Source material —
++++++++++

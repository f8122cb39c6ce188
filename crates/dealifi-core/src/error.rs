//! Error types for Dealifi core operations.

use crate::address::AddressError;
use crate::WalletAddress;

/// Result type for core operations.
pub type Result<T> = std::result::Result<T, CoreError>;

/// Errors that can occur in core domain operations.
#[derive(Debug, Clone, PartialEq, Eq, thiserror::Error)]
pub enum CoreError {
    /// An address failed to parse.
    #[error("invalid address: {0}")]
    InvalidAddress(#[from] AddressError),

    /// The candy machine is not registered under the merchant.
    #[error("candy machine not found: {address}")]
    CandyMachineNotFound {
        /// The candy machine address.
        address: WalletAddress,
    },

    /// A config line name prefix exceeds the on-chain limit.
    #[error("prefix name '{prefix}' exceeds {max} chars; use a shorter symbol")]
    NameTooLong {
        /// The offending prefix.
        prefix: String,
        /// Maximum length in bytes.
        max: usize,
    },

    /// A config line URI prefix exceeds the on-chain limit.
    #[error("prefix URI '{prefix}' exceeds {max} chars")]
    UriTooLong {
        /// The offending prefix.
        prefix: String,
        /// Maximum length in bytes.
        max: usize,
    },

    /// Every item has already been minted.
    #[error("candy machine is empty")]
    CandyMachineEmpty,

    /// No config lines have been loaded.
    #[error("candy machine has no items loaded; add items first")]
    NoItemsLoaded,

    /// Fewer config lines are loaded than the next mint needs.
    #[error("not enough items loaded to mint: loaded={loaded}, required={required}")]
    NotEnoughItemsLoaded {
        /// Items currently loaded.
        loaded: u64,
        /// Items needed for the next mint.
        required: u64,
    },

    /// Candy machines must be fully loaded before the first mint.
    #[error("candy machine must be fully loaded before minting: loaded {loaded} / {available}")]
    NotFullyLoaded {
        /// Items currently loaded.
        loaded: u64,
        /// Items the candy machine was created with.
        available: u64,
    },

    /// Unknown deal status discriminant.
    #[error("unknown deal status: {0}")]
    UnknownDealStatus(u8),
}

++++++++++

How to complete this task — Whatever appears in the lines above should be copied exactly.

Reply to the exercise —
repository f8122cb39c6ce188
filename crates/dealifi-core/src/error.rs
//! Error types for Dealifi core operations.

use crate::address::AddressError;
use crate::WalletAddress;

/// Result type for core operations.
pub type Result<T> = std::result::Result<T, CoreError>;

/// Errors that can occur in core domain operations.
#[derive(Debug, Clone, PartialEq, Eq, thiserror::Error)]
pub enum CoreError {
    /// An address failed to parse.
    #[error("invalid address: {0}")]
    InvalidAddress(#[from] AddressError),

    /// The candy machine is not registered under the merchant.
    #[error("candy machine not found: {address}")]
    CandyMachineNotFound {
        /// The candy machine address.
        address: WalletAddress,
    },

    /// A config line name prefix exceeds the on-chain limit.
    #[error("prefix name '{prefix}' exceeds {max} chars; use a shorter symbol")]
    NameTooLong {
        /// The offending prefix.
        prefix: String,
        /// Maximum length in bytes.
        max: usize,
    },

    /// A config line URI prefix exceeds the on-chain limit.
    #[error("prefix URI '{prefix}' exceeds {max} chars")]
    UriTooLong {
        /// The offending prefix.
        prefix: String,
        /// Maximum length in bytes.
        max: usize,
    },

    /// Every item has already been minted.
    #[error("candy machine is empty")]
    CandyMachineEmpty,

    /// No config lines have been loaded.
    #[error("candy machine has no items loaded; add items first")]
    NoItemsLoaded,

    /// Fewer config lines are loaded than the next mint needs.
    #[error("not enough items loaded to mint: loaded={loaded}, required={required}")]
    NotEnoughItemsLoaded {
        /// Items currently loaded.
        loaded: u64,
        /// Items needed for the next mint.
        required: u64,
    },

    /// Candy machines must be fully loaded before the first mint.
    #[error("candy machine must be fully loaded before minting: loaded {loaded} / {available}")]
    NotFullyLoaded {
        /// Items currently loaded.
        loaded: u64,
        /// Items the candy machine was created with.
        available: u64,
    },

    /// Unknown deal status discriminant.
    #[error("unknown deal status: {0}")]
    UnknownDealStatus(u8),
}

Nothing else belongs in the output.